Task brief: For the material that follows, state how many lines contain the word "names", and add nothing.

Given records:
* * *

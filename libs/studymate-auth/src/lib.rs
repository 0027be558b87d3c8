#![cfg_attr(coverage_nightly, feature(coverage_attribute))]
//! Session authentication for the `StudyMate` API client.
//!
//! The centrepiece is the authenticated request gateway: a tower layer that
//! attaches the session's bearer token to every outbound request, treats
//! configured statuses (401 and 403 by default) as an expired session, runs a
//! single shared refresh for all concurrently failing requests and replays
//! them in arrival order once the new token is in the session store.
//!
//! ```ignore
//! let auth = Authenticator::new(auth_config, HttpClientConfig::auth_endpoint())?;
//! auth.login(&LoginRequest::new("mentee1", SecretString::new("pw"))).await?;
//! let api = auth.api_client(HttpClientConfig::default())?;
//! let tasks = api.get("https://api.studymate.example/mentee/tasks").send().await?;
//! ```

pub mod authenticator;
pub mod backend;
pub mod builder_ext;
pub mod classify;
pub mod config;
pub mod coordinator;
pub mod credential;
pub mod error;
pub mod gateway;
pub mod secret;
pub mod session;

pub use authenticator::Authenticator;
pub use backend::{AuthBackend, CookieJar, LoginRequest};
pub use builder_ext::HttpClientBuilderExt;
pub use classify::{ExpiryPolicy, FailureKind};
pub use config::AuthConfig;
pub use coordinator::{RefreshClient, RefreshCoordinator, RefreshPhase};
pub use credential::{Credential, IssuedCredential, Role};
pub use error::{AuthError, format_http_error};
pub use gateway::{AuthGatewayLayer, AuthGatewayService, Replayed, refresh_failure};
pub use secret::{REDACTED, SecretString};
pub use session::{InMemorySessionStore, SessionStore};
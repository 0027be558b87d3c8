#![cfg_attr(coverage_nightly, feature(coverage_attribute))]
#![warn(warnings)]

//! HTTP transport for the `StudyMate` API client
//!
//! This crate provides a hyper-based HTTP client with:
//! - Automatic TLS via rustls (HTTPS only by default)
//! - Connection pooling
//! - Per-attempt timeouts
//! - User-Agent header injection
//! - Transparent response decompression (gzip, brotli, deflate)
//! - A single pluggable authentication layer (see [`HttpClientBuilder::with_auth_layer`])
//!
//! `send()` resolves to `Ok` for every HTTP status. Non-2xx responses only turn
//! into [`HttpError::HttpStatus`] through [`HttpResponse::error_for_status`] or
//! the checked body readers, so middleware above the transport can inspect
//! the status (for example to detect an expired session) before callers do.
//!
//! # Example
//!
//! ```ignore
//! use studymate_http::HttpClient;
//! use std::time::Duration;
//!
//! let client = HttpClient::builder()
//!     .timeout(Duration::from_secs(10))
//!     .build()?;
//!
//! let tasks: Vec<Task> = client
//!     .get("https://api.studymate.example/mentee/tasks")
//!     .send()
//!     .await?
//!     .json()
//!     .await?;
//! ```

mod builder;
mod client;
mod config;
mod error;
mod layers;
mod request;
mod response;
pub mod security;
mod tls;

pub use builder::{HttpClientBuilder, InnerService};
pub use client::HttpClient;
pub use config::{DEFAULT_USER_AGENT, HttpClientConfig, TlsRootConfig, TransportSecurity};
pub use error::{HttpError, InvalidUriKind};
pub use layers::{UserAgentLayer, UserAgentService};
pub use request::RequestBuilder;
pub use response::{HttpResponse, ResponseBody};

* * *

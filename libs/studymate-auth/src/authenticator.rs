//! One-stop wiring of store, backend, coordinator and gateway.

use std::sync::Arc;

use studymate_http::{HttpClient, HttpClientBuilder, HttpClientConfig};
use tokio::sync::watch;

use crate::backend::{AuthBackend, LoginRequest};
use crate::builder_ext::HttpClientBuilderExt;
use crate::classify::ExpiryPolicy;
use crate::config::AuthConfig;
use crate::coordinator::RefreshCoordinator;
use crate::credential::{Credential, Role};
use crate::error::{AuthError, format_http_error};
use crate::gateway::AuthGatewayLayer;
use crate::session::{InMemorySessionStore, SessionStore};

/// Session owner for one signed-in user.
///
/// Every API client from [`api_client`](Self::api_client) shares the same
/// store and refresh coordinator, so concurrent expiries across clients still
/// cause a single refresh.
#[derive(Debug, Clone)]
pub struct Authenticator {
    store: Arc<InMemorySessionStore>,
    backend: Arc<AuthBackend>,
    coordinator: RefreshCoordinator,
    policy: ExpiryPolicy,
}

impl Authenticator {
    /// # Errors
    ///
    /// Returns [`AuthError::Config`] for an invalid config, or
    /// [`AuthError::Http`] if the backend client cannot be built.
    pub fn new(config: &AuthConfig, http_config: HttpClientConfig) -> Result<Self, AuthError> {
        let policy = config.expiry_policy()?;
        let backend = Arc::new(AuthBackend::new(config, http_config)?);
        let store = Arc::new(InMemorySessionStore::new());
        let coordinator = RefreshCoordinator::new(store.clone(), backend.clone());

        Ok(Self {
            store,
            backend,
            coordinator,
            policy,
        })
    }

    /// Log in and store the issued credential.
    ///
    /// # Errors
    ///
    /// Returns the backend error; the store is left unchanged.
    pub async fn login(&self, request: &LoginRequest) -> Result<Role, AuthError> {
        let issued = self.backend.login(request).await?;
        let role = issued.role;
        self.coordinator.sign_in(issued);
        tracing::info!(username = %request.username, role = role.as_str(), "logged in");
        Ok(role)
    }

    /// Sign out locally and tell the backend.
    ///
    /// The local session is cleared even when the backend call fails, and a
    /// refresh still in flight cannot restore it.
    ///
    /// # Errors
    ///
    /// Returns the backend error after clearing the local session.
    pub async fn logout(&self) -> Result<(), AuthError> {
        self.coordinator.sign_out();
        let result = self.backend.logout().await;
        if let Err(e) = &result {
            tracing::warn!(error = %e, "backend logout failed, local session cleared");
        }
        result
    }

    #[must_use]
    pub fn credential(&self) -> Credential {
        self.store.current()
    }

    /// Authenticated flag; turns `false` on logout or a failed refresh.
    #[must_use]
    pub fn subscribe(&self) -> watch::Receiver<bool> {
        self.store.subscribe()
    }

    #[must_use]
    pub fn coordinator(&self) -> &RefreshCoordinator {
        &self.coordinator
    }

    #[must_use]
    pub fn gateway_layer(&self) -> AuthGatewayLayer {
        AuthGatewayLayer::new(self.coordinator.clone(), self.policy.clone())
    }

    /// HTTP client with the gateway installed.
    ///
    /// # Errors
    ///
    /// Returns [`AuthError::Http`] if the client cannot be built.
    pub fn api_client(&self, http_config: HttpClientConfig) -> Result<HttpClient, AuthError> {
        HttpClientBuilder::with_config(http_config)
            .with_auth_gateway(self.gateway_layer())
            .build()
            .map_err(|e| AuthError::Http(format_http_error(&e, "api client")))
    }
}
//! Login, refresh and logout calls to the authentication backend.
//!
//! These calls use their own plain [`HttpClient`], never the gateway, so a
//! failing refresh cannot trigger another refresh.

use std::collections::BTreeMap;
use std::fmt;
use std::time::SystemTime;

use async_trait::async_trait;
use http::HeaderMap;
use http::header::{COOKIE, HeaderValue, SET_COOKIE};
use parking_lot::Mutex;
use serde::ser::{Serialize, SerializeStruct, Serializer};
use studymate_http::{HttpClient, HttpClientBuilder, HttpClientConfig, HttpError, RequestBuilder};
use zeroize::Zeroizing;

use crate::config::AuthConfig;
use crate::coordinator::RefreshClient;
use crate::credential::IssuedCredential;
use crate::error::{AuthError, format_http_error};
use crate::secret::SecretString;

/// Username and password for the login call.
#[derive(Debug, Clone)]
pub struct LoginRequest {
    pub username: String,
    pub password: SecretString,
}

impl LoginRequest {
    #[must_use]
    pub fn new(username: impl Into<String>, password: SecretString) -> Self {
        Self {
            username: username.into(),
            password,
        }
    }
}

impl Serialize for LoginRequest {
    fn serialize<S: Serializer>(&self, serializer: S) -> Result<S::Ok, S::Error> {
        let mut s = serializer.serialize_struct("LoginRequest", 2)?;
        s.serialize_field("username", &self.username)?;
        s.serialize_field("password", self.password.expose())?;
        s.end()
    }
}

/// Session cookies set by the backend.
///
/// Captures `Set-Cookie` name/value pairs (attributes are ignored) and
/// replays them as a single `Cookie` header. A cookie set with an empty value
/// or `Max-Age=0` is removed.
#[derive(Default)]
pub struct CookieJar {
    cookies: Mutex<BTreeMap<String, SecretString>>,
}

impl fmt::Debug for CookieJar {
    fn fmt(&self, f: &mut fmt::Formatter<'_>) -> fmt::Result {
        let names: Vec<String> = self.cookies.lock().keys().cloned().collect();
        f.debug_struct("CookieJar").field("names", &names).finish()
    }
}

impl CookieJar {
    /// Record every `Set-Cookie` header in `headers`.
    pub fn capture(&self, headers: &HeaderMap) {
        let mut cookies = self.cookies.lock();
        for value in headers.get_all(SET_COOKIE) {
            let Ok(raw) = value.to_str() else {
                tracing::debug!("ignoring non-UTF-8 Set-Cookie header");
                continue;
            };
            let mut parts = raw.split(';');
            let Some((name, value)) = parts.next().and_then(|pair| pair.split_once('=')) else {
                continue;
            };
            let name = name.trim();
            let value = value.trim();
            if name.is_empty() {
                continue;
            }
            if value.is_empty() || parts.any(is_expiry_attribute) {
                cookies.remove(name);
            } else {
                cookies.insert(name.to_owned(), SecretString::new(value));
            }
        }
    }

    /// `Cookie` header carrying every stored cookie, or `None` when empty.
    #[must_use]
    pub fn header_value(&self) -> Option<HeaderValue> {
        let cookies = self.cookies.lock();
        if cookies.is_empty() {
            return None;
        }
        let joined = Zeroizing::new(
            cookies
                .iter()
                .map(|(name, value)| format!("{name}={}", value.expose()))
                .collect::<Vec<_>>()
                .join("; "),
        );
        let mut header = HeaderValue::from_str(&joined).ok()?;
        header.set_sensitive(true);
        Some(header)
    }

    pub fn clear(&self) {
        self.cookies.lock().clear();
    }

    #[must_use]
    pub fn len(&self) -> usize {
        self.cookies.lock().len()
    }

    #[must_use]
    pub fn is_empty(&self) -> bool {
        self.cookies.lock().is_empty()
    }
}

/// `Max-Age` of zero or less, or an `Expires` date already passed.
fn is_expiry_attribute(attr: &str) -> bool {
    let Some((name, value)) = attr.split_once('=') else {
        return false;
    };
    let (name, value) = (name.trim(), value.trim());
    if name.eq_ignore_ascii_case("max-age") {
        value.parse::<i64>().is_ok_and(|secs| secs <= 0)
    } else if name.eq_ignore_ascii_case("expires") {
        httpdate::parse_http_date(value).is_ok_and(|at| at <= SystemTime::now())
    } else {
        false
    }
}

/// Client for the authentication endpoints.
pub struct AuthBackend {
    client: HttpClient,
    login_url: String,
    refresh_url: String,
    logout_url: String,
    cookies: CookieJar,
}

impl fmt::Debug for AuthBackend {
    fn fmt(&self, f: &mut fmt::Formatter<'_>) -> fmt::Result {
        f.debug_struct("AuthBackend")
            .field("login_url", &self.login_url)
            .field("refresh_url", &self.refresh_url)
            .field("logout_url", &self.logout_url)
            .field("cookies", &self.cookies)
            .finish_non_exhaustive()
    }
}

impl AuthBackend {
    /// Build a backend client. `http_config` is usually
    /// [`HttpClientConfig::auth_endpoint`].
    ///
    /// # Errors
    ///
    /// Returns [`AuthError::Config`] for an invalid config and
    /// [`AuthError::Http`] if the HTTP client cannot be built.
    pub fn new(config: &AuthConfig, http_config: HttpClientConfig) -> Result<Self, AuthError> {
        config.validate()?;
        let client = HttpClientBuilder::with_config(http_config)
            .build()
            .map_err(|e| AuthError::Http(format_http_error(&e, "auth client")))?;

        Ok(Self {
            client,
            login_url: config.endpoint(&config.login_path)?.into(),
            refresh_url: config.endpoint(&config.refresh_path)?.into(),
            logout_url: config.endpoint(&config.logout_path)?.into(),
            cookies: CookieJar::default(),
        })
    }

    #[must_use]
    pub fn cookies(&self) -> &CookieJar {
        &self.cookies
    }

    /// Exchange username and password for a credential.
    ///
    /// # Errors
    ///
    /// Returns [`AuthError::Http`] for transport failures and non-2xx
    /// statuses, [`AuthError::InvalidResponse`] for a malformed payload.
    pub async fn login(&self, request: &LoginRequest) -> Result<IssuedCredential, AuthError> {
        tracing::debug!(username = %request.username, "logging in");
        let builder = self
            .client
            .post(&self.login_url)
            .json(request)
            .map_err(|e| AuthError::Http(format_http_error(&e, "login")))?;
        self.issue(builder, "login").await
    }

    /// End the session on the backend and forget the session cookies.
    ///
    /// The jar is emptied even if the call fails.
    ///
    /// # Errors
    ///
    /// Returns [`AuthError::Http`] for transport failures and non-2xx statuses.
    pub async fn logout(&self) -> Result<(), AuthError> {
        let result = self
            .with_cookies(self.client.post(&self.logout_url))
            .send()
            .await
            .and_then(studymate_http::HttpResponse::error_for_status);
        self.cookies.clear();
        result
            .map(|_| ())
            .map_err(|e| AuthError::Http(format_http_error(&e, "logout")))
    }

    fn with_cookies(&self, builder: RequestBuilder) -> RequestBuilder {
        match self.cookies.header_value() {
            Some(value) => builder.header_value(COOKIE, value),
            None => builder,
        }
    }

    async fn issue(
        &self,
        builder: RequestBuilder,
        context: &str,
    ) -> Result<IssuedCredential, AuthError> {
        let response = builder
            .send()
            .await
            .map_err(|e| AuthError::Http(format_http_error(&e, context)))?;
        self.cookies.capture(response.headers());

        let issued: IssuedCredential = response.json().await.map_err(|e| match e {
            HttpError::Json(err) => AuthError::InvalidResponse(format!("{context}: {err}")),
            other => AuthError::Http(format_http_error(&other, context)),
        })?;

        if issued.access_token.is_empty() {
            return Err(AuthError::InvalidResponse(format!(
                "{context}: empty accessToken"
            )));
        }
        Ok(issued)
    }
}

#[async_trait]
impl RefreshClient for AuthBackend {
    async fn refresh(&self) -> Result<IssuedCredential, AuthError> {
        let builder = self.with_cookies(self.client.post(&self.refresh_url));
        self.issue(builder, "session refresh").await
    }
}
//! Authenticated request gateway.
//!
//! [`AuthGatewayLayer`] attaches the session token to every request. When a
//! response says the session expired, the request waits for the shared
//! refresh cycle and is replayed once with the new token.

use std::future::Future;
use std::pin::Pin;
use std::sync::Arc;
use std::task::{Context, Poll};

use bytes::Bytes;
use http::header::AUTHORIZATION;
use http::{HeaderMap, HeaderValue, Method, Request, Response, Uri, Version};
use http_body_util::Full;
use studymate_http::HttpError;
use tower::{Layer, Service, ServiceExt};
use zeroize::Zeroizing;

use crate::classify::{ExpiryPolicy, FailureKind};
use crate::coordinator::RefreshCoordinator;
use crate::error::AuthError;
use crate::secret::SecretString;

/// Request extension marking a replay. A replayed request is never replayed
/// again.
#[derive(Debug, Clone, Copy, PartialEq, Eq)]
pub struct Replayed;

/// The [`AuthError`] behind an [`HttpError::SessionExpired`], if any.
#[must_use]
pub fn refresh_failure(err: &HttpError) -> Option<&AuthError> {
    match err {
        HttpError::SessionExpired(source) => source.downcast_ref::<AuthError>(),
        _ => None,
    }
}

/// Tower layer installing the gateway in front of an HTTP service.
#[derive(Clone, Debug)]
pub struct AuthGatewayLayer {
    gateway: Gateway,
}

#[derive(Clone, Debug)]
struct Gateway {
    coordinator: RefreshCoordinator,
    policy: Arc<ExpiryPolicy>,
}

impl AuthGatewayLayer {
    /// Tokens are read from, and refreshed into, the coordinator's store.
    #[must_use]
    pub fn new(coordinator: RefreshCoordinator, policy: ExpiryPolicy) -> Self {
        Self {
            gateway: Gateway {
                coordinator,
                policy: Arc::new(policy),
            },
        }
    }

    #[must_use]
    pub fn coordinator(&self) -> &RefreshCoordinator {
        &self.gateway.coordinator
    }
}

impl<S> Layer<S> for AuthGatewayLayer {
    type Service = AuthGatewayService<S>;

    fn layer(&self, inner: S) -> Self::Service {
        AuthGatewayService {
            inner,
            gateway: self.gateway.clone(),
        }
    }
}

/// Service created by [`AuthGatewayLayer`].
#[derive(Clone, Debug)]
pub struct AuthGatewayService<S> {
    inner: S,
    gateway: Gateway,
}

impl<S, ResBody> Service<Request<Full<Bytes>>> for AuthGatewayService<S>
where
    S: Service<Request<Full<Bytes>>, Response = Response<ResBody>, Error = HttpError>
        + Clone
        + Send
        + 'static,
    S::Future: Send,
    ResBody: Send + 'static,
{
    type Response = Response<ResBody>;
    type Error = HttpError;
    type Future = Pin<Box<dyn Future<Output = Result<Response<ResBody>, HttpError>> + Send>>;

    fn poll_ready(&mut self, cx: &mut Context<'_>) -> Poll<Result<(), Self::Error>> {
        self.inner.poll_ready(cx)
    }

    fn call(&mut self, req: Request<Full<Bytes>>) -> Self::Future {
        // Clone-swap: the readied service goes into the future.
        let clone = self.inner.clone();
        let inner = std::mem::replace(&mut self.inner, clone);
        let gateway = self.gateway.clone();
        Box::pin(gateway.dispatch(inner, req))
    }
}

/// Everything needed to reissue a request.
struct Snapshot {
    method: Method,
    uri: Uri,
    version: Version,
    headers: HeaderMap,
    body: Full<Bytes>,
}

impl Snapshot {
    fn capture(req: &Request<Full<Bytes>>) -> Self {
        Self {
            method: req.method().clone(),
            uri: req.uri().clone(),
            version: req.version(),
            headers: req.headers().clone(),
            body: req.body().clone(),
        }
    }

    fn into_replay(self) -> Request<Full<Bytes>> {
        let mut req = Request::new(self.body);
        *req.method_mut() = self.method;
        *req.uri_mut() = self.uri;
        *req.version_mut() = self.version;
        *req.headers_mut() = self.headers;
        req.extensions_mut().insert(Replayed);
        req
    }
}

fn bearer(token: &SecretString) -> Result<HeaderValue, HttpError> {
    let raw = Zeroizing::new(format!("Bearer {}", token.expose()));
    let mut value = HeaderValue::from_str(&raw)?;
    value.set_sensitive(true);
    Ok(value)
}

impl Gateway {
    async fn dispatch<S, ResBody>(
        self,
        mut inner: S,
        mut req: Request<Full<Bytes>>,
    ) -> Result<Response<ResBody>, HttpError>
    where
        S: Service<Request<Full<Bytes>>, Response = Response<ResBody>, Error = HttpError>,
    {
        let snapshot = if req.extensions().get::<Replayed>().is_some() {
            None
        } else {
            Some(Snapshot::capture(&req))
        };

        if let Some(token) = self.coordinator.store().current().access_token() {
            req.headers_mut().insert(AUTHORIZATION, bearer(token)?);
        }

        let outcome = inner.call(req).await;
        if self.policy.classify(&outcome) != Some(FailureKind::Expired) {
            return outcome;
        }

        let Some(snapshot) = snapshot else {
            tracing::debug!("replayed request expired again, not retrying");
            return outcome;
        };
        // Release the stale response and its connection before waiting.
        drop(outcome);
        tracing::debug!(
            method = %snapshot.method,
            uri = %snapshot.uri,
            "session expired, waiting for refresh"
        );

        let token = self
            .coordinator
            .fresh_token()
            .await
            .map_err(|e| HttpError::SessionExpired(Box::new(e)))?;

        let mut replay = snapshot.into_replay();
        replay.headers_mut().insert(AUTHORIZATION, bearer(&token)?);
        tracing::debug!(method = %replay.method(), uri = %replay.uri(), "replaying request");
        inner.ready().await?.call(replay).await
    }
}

* * *

Expected output: 2